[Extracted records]
%%

//! Timer trigger scheduling.
//!
//! Every enabled timer trigger gets its own tokio task that sleeps until the
//! next fire time and then invokes the scheduler's callback. Jobs are keyed
//! by workflow so a workflow's timers can be replaced or removed together.
//! There is no coordination between processes: two instances scheduling the
//! same workflow both fire.

use std::collections::HashMap;
use std::sync::Arc;
use std::time::Duration;

use capflow_types::workflow::{TriggerConfig, Workflow};
use chrono::{DateTime, Utc};
use futures_util::future::BoxFuture;
use tokio::sync::RwLock;
use tokio::task::JoinHandle;
use tokio_util::sync::CancellationToken;
use uuid::Uuid;

use super::schedule::{ScheduleError, TimerSchedule};

// ---------------------------------------------------------------------------
// Error type
// ---------------------------------------------------------------------------

#[derive(Debug, thiserror::Error)]
pub enum SchedulerError {
    #[error("scheduler is not running")]
    NotStarted,

    #[error("timer trigger '{trigger_id}': {source}")]
    InvalidSchedule {
        trigger_id: String,
        #[source]
        source: ScheduleError,
    },

    #[error("workflow {0} has no scheduled timers")]
    WorkflowNotFound(Uuid),
}

// ---------------------------------------------------------------------------
// TimerScheduler
// ---------------------------------------------------------------------------

/// One timer firing.
#[derive(Debug, Clone, PartialEq, Eq)]
pub struct TimerFire {
    pub workflow_id: Uuid,
    pub trigger_id: String,
    /// Scheduled fire time (not the wall-clock time of the wake-up).
    pub fired_at: DateTime<Utc>,
}

/// Invoked for every fire; usually dispatches a timer `TriggerEvent`.
pub type TimerCallback = Arc<dyn Fn(TimerFire) -> BoxFuture<'static, ()> + Send + Sync>;

/// Wake-ups later than this after the scheduled time are reported.
const LATE_FIRE_TOLERANCE_SECS: i64 = 5;

struct TimerJob {
    trigger_id: String,
    schedule: TimerSchedule,
    handle: JoinHandle<()>,
}

pub struct TimerScheduler {
    callback: TimerCallback,
    /// `None` while stopped. Cancelling it stops every job.
    root: RwLock<Option<CancellationToken>>,
    jobs: RwLock<HashMap<Uuid, Vec<TimerJob>>>,
}

impl TimerScheduler {
    pub fn new(callback: TimerCallback) -> Self {
        Self {
            callback,
            root: RwLock::new(None),
            jobs: RwLock::new(HashMap::new()),
        }
    }

    pub async fn start(&self) {
        let mut root = self.root.write().await;
        if root.is_none() {
            *root = Some(CancellationToken::new());
            tracing::info!("timer scheduler started");
        }
    }

    /// Stop every job and forget all registrations.
    pub async fn stop(&self) {
        if let Some(root) = self.root.write().await.take() {
            root.cancel();
            tracing::info!("timer scheduler stopped");
        }
        self.jobs.write().await.clear();
    }

    /// Schedule every enabled timer trigger of `workflow`, replacing any
    /// timers it had before. Returns the number of jobs started.
    ///
    /// All schedules are parsed before anything is replaced, so an invalid
    /// one leaves the previous registration in place.
    pub async fn schedule_workflow(&self, workflow: &Workflow) -> Result<usize, SchedulerError> {
        let root = self
            .root
            .read()
            .await
            .clone()
            .ok_or(SchedulerError::NotStarted)?;

        let mut parsed = Vec::new();
        for trigger in workflow.triggers.iter().filter(|t| t.enabled) {
            if let TriggerConfig::Timer { cron, timezone } = &trigger.config {
                let schedule = TimerSchedule::parse(cron, timezone).map_err(|source| {
                    SchedulerError::InvalidSchedule {
                        trigger_id: trigger.trigger_id.clone(),
                        source,
                    }
                })?;
                parsed.push((trigger.trigger_id.clone(), schedule));
            }
        }

        let mut jobs = self.jobs.write().await;
        if let Some(old) = jobs.remove(&workflow.id) {
            old.iter().for_each(|job| job.handle.abort());
        }
        if parsed.is_empty() {
            return Ok(0);
        }

        let started: Vec<TimerJob> = parsed
            .into_iter()
            .map(|(trigger_id, schedule)| {
                let handle = tokio::spawn(run_timer(
                    workflow.id,
                    trigger_id.clone(),
                    schedule.clone(),
                    Arc::clone(&self.callback),
                    root.child_token(),
                ));
                tracing::info!(
                    workflow_id = %workflow.id,
                    %trigger_id,
                    cron = schedule.expression(),
                    "timer scheduled"
                );
                TimerJob {
                    trigger_id,
                    schedule,
                    handle,
                }
            })
            .collect();
        let count = started.len();
        jobs.insert(workflow.id, started);
        Ok(count)
    }

    pub async fn unschedule_workflow(&self, workflow_id: &Uuid) -> Result<(), SchedulerError> {
        let jobs = self
            .jobs
            .write()
            .await
            .remove(workflow_id)
            .ok_or(SchedulerError::WorkflowNotFound(*workflow_id))?;
        jobs.iter().for_each(|job| job.handle.abort());
        tracing::info!(%workflow_id, "timers unscheduled");
        Ok(())
    }

    /// Next fire time of each scheduled timer of a workflow.
    pub async fn next_fires(&self, workflow_id: &Uuid) -> Vec<(String, Option<DateTime<Utc>>)> {
        let now = Utc::now();
        self.jobs
            .read()
            .await
            .get(workflow_id)
            .map(|jobs| {
                jobs.iter()
                    .map(|job| (job.trigger_id.clone(), job.schedule.next_after(now)))
                    .collect()
            })
            .unwrap_or_default()
    }

    pub async fn workflow_count(&self) -> usize {
        self.jobs.read().await.len()
    }

    pub async fn job_count(&self) -> usize {
        self.jobs.read().await.values().map(Vec::len).sum()
    }
}

async fn run_timer(
    workflow_id: Uuid,
    trigger_id: String,
    schedule: TimerSchedule,
    callback: TimerCallback,
    cancel: CancellationToken,
) {
    let mut last_fire: Option<DateTime<Utc>> = None;
    loop {
        // Never fire the same slot twice, even if the clock lags the sleep.
        let now = Utc::now();
        let after = last_fire.map_or(now, |last| last.max(now));
        let Some(next) = schedule.next_after(after) else {
            tracing::warn!(%workflow_id, %trigger_id, "timer has no future fire times");
            return;
        };

        let wait = (next - Utc::now()).to_std().unwrap_or(Duration::ZERO);
        tokio::select! {
            _ = cancel.cancelled() => return,
            _ = tokio::time::sleep(wait) => {}
        }

        let woke = Utc::now();
        if (woke - next).num_seconds() > LATE_FIRE_TOLERANCE_SECS {
            let skipped = schedule.missed_between(next, woke);
            if !skipped.is_empty() {
                tracing::warn!(
                    %workflow_id,
                    %trigger_id,
                    skipped = skipped.len(),
                    "timer woke late; skipped fires are not replayed"
                );
            }
        }

        tracing::debug!(%workflow_id, %trigger_id, fired_at = %next, "timer fired");
        callback(TimerFire {
            workflow_id,
            trigger_id: trigger_id.clone(),
            fired_at: next,
        })
        .await;
        last_fire = Some(next);
    }
}

// ---------------------------------------------------------------------------
// Tests
// ---------------------------------------------------------------------------

#[cfg(test)]
mod tests {
    use super::*;
    use serde_json::json;
    use tokio::sync::mpsc;

    fn workflow(cron: &str) -> Workflow {
        serde_json::from_value(json!({
            "name": "ticker",
            "nodes": [{"node_id": "start", "name": "Start", "type": "manual-trigger"}],
            "triggers": [
                {"trigger_id": "tick", "type": "timer", "cron": cron},
                {"trigger_id": "paused", "type": "timer", "cron": cron, "enabled": false},
                {"trigger_id": "hook", "type": "webhook", "path": "ticker"}
            ]
        }))
        .unwrap()
    }

    fn recording() -> (TimerCallback, mpsc::UnboundedReceiver<TimerFire>) {
        let (tx, rx) = mpsc::unbounded_channel();
        let callback: TimerCallback = Arc::new(move |fire| {
            let tx = tx.clone();
            Box::pin(async move {
                let _ = tx.send(fire);
            })
        });
        (callback, rx)
    }

    #[tokio::test]
    async fn schedule_before_start_fails() {
        let (callback, _rx) = recording();
        let scheduler = TimerScheduler::new(callback);
        assert!(matches!(
            scheduler.schedule_workflow(&workflow("daily")).await,
            Err(SchedulerError::NotStarted)
        ));
    }

    #[tokio::test]
    async fn only_enabled_timers_are_scheduled() {
        let (callback, _rx) = recording();
        let scheduler = TimerScheduler::new(callback);
        scheduler.start().await;
        let wf = workflow("every day at 09:30");

        assert_eq!(scheduler.schedule_workflow(&wf).await.unwrap(), 1);
        // Re-scheduling replaces rather than duplicates.
        assert_eq!(scheduler.schedule_workflow(&wf).await.unwrap(), 1);
        assert_eq!(scheduler.job_count().await, 1);

        let next = scheduler.next_fires(&wf.id).await;
        assert_eq!(next.len(), 1);
        assert_eq!(next[0].0, "tick");
        assert!(next[0].1.unwrap() > Utc::now());

        scheduler.unschedule_workflow(&wf.id).await.unwrap();
        assert_eq!(scheduler.workflow_count().await, 0);
        assert!(scheduler.unschedule_workflow(&wf.id).await.is_err());
        scheduler.stop().await;
    }

    #[tokio::test]
    async fn invalid_schedule_keeps_previous_registration() {
        let (callback, _rx) = recording();
        let scheduler = TimerScheduler::new(callback);
        scheduler.start().await;
        let mut wf = workflow("hourly");
        scheduler.schedule_workflow(&wf).await.unwrap();

        wf.triggers[0].config = TriggerConfig::Timer {
            cron: "whenever".to_string(),
            timezone: "UTC".to_string(),
        };
        assert!(matches!(
            scheduler.schedule_workflow(&wf).await,
            Err(SchedulerError::InvalidSchedule { .. })
        ));
        assert_eq!(scheduler.job_count().await, 1);
        scheduler.stop().await;
    }

    #[tokio::test]
    async fn fires_with_distinct_scheduled_times() {
        let (callback, mut rx) = recording();
        let scheduler = TimerScheduler::new(callback);
        scheduler.start().await;
        let wf = workflow("every 1 seconds");
        scheduler.schedule_workflow(&wf).await.unwrap();

        let first = tokio::time::timeout(Duration::from_secs(3), rx.recv())
            .await
            .unwrap()
            .unwrap();
        let second = tokio::time::timeout(Duration::from_secs(3), rx.recv())
            .await
            .unwrap()
            .unwrap();

        assert_eq!(first.workflow_id, wf.id);
        assert_eq!(first.trigger_id, "tick");
        assert!(second.fired_at > first.fired_at);

        scheduler.stop().await;
        assert_eq!(scheduler.workflow_count().await, 0);
    }
}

%%

Above are the entries. Quote exactly the lines from the one bearing "use super::*;" through the one bearing "rather than duplicates.".

__Answer space__
    use super::*;
    use serde_json::json;
    use tokio::sync::mpsc;

    fn workflow(cron: &str) -> Workflow {
        serde_json::from_value(json!({
            "name": "ticker",
            "nodes": [{"node_id": "start", "name": "Start", "type": "manual-trigger"}],
            "triggers": [
                {"trigger_id": "tick", "type": "timer", "cron": cron},
                {"trigger_id": "paused", "type": "timer", "cron": cron, "enabled": false},
                {"trigger_id": "hook", "type": "webhook", "path": "ticker"}
            ]
        }))
        .unwrap()
    }

    fn recording() -> (TimerCallback, mpsc::UnboundedReceiver<TimerFire>) {
        let (tx, rx) = mpsc::unbounded_channel();
        let callback: TimerCallback = Arc::new(move |fire| {
            let tx = tx.clone();
            Box::pin(async move {
                let _ = tx.send(fire);
            })
        });
        (callback, rx)
    }

    #[tokio::test]
    async fn schedule_before_start_fails() {
        let (callback, _rx) = recording();
        let scheduler = TimerScheduler::new(callback);
        assert!(matches!(
            scheduler.schedule_workflow(&workflow("daily")).await,
            Err(SchedulerError::NotStarted)
        ));
    }

    #[tokio::test]
    async fn only_enabled_timers_are_scheduled() {
        let (callback, _rx) = recording();
        let scheduler = TimerScheduler::new(callback);
        scheduler.start().await;
        let wf = workflow("every day at 09:30");

        assert_eq!(scheduler.schedule_workflow(&wf).await.unwrap(), 1);
        // Re-scheduling replaces rather than duplicates.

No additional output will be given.